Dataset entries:
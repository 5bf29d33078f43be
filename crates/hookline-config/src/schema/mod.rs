//! Configuration schema definitions.

use std::path::PathBuf;

use serde::{Deserialize, Serialize};

mod schema_provider;
mod schema_rules;

pub use schema_provider::*;
pub use schema_rules::*;

/// Shared default helper used by submodules.
pub(crate) fn default_true() -> bool {
    true
}

/// Root configuration.
#[derive(Debug, Clone, Default, Serialize, Deserialize)]
pub struct Config {
    #[serde(default)]
    pub server: ServerConfig,

    #[serde(default)]
    pub logging: LoggingConfig,

    #[serde(default)]
    pub provider: ProviderConfig,

    #[serde(default)]
    pub upstream: UpstreamConfig,

    #[serde(default)]
    pub refresh: RefreshConfig,

    /// Classification rules. Empty means the provider's built-in rules.
    #[serde(default)]
    pub rules: Vec<RuleConfig>,

    /// Subscriptions created at startup.
    #[serde(default)]
    pub subscriptions: Vec<SubscriptionConfig>,
}

/// Server configuration.
#[derive(Debug, Clone, Serialize, Deserialize)]
pub struct ServerConfig {
    #[serde(default = "default_host")]
    pub host: String,

    #[serde(default = "default_port")]
    pub port: u16,

    /// Externally reachable base URL used to build callback endpoints.
    #[serde(default, skip_serializing_if = "Option::is_none")]
    pub public_url: Option<String>,
}

impl ServerConfig {
    /// Base URL for callback endpoints, without a trailing slash.
    pub fn public_url(&self) -> String {
        match &self.public_url {
            Some(url) => url.trim_end_matches('/').to_string(),
            None => format!("http://{}:{}", self.host, self.port),
        }
    }

    /// Callback endpoint for a subscription id.
    pub fn endpoint_for(&self, subscription_id: &str) -> String {
        format!("{}/triggers/{}", self.public_url(), subscription_id)
    }
}

impl Default for ServerConfig {
    fn default() -> Self {
        Self {
            host: default_host(),
            port: default_port(),
            public_url: None,
        }
    }
}

fn default_host() -> String {
    "127.0.0.1".to_string()
}

fn default_port() -> u16 {
    8080
}

/// Logging configuration.
#[derive(Debug, Clone, Serialize, Deserialize)]
pub struct LoggingConfig {
    /// Default filter directive, overridden by `RUST_LOG`.
    #[serde(default = "default_level")]
    pub level: String,

    /// Directory for rolling log files.
    #[serde(default = "default_log_dir")]
    pub dir: String,

    #[serde(default = "default_max_log_files")]
    pub max_log_files: usize,
}

impl Default for LoggingConfig {
    fn default() -> Self {
        Self {
            level: default_level(),
            dir: default_log_dir(),
            max_log_files: default_max_log_files(),
        }
    }
}

fn default_level() -> String {
    "info".to_string()
}

/// Hookline's home directory, `~/.hookline`.
pub fn hookline_dir() -> PathBuf {
    dirs::home_dir()
        .map(|h| h.join(".hookline"))
        .unwrap_or_else(|| PathBuf::from(".hookline"))
}

fn default_log_dir() -> String {
    hookline_dir().join("logs").to_string_lossy().into_owned()
}

fn default_max_log_files() -> usize {
    7
}

#[cfg(test)]
#[path = "schema_tests.rs"]
mod tests;
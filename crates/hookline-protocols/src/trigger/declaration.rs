//! Trigger provider declarations.

use std::collections::HashSet;
use std::sync::LazyLock;

use regex::Regex;
use serde::{Deserialize, Serialize};
use serde_json::Value;

use crate::error::RegistryError;
use crate::types::Version;

static IDENTITY_NAME: LazyLock<Regex> =
    LazyLock::new(|| Regex::new(r"^[a-zA-Z0-9_-]+$").expect("valid identity regex"));

/// Whether `name` is a valid provider or event identifier.
pub fn is_valid_identity_name(name: &str) -> bool {
    IDENTITY_NAME.is_match(name)
}

/// Identity of a trigger provider.
#[derive(Debug, Clone, Serialize, Deserialize)]
pub struct ProviderIdentity {
    pub author: String,
    pub name: String,
    pub label: String,
    #[serde(default)]
    pub description: String,
    #[serde(default)]
    pub icon: String,
    pub version: Version,
}

/// Type of a declared parameter.
#[derive(Debug, Clone, Copy, PartialEq, Eq, Serialize, Deserialize)]
#[serde(rename_all = "kebab-case")]
pub enum ParameterType {
    String,
    Number,
    Boolean,
    Select,
    Object,
    Array,
    Checkbox,
}

/// A parameter accepted by the subscription constructor or an event.
#[derive(Debug, Clone, Serialize, Deserialize)]
pub struct ParameterDeclaration {
    pub name: String,
    #[serde(rename = "type")]
    pub param_type: ParameterType,
    #[serde(default)]
    pub required: bool,
    #[serde(default, skip_serializing_if = "Option::is_none")]
    pub default: Option<Value>,
    #[serde(default)]
    pub description: String,
}

impl ParameterDeclaration {
    pub fn new(name: impl Into<String>, param_type: ParameterType) -> Self {
        Self {
            name: name.into(),
            param_type,
            required: false,
            default: None,
            description: String::new(),
        }
    }

    pub fn required(mut self) -> Self {
        self.required = true;
        self
    }

    pub fn with_default(mut self, default: Value) -> Self {
        self.default = Some(default);
        self
    }

    pub fn with_description(mut self, description: impl Into<String>) -> Self {
        self.description = description.into();
        self
    }
}

/// An event a provider can emit.
#[derive(Debug, Clone, Serialize, Deserialize)]
pub struct EventDeclaration {
    pub name: String,
    pub label: String,
    #[serde(default)]
    pub description: String,
    #[serde(default)]
    pub parameters: Vec<ParameterDeclaration>,
    #[serde(default, skip_serializing_if = "Option::is_none")]
    pub output_schema: Option<Value>,
}

impl EventDeclaration {
    pub fn new(name: impl Into<String>, label: impl Into<String>) -> Self {
        Self {
            name: name.into(),
            label: label.into(),
            description: String::new(),
            parameters: Vec::new(),
            output_schema: None,
        }
    }

    pub fn with_description(mut self, description: impl Into<String>) -> Self {
        self.description = description.into();
        self
    }

    pub fn with_parameter(mut self, parameter: ParameterDeclaration) -> Self {
        self.parameters.push(parameter);
        self
    }

    pub fn with_output_schema(mut self, schema: Value) -> Self {
        self.output_schema = Some(schema);
        self
    }
}

/// Everything the host needs to know about a trigger provider.
#[derive(Debug, Clone, Serialize, Deserialize)]
pub struct TriggerProviderDeclaration {
    pub identity: ProviderIdentity,
    #[serde(default)]
    pub subscription_schema: Vec<ParameterDeclaration>,
    #[serde(default)]
    pub events: Vec<EventDeclaration>,
}

impl TriggerProviderDeclaration {
    pub fn new(identity: ProviderIdentity) -> Self {
        Self {
            identity,
            subscription_schema: Vec::new(),
            events: Vec::new(),
        }
    }

    pub fn with_subscription_parameter(mut self, parameter: ParameterDeclaration) -> Self {
        self.subscription_schema.push(parameter);
        self
    }

    pub fn with_event(mut self, event: EventDeclaration) -> Self {
        self.events.push(event);
        self
    }

    pub fn event(&self, name: &str) -> Option<&EventDeclaration> {
        self.events.iter().find(|e| e.name == name)
    }

    pub fn event_names(&self) -> Vec<&str> {
        self.events.iter().map(|e| e.name.as_str()).collect()
    }

    /// Check identifiers and uniqueness. Reports the first violation.
    pub fn validate(&self) -> Result<(), RegistryError> {
        if !is_valid_identity_name(&self.identity.name) {
            return Err(RegistryError::InvalidDeclaration(format!(
                "provider name '{}' must match [a-zA-Z0-9_-]+",
                self.identity.name
            )));
        }
        if self.identity.author.is_empty() {
            return Err(RegistryError::InvalidDeclaration(
                "provider author is required".to_string(),
            ));
        }

        let mut seen = HashSet::new();
        for event in &self.events {
            if !is_valid_identity_name(&event.name) {
                return Err(RegistryError::InvalidDeclaration(format!(
                    "event name '{}' must match [a-zA-Z0-9_-]+",
                    event.name
                )));
            }
            if !seen.insert(event.name.as_str()) {
                return Err(RegistryError::InvalidDeclaration(format!(
                    "duplicate event '{}'",
                    event.name
                )));
            }
        }

        let mut params = HashSet::new();
        for param in &self.subscription_schema {
            if !params.insert(param.name.as_str()) {
                return Err(RegistryError::InvalidDeclaration(format!(
                    "duplicate subscription parameter '{}'",
                    param.name
                )));
            }
        }

        Ok(())
    }
}

#[cfg(test)]
#[path = "declaration_tests.rs"]
mod tests;
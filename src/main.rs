//! Hookline - webhook trigger provider host
//!
//! Main entry point for the Hookline CLI and server.

mod cli;
mod server;

use clap::Parser;

use hookline_config::ConfigLoader;

use crate::cli::{Cli, Commands};
use crate::server::{init_tracing, run_server, validate_config};

#[tokio::main]
async fn main() -> Result<(), Box<dyn std::error::Error>> {
    let cli = Cli::parse();
    let config = ConfigLoader::load_or_default(&cli.config)?;

    init_tracing(&config.logging)?;

    match cli.command {
        None => run_server(config, None, None).await,
        Some(Commands::Run { host, port }) => run_server(config, host, port).await,
        Some(Commands::Validate) => validate_config(&config).await,
    }
}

**AIM OF THE EXERCISE:**
Pull out every line of the entries that includes the word "EventDeclaration".

**RESPONSE BOX:**
pub struct EventDeclaration {
impl EventDeclaration {
    pub events: Vec<EventDeclaration>,
    pub fn with_event(mut self, event: EventDeclaration) -> Self {
    pub fn event(&self, name: &str) -> Option<&EventDeclaration> {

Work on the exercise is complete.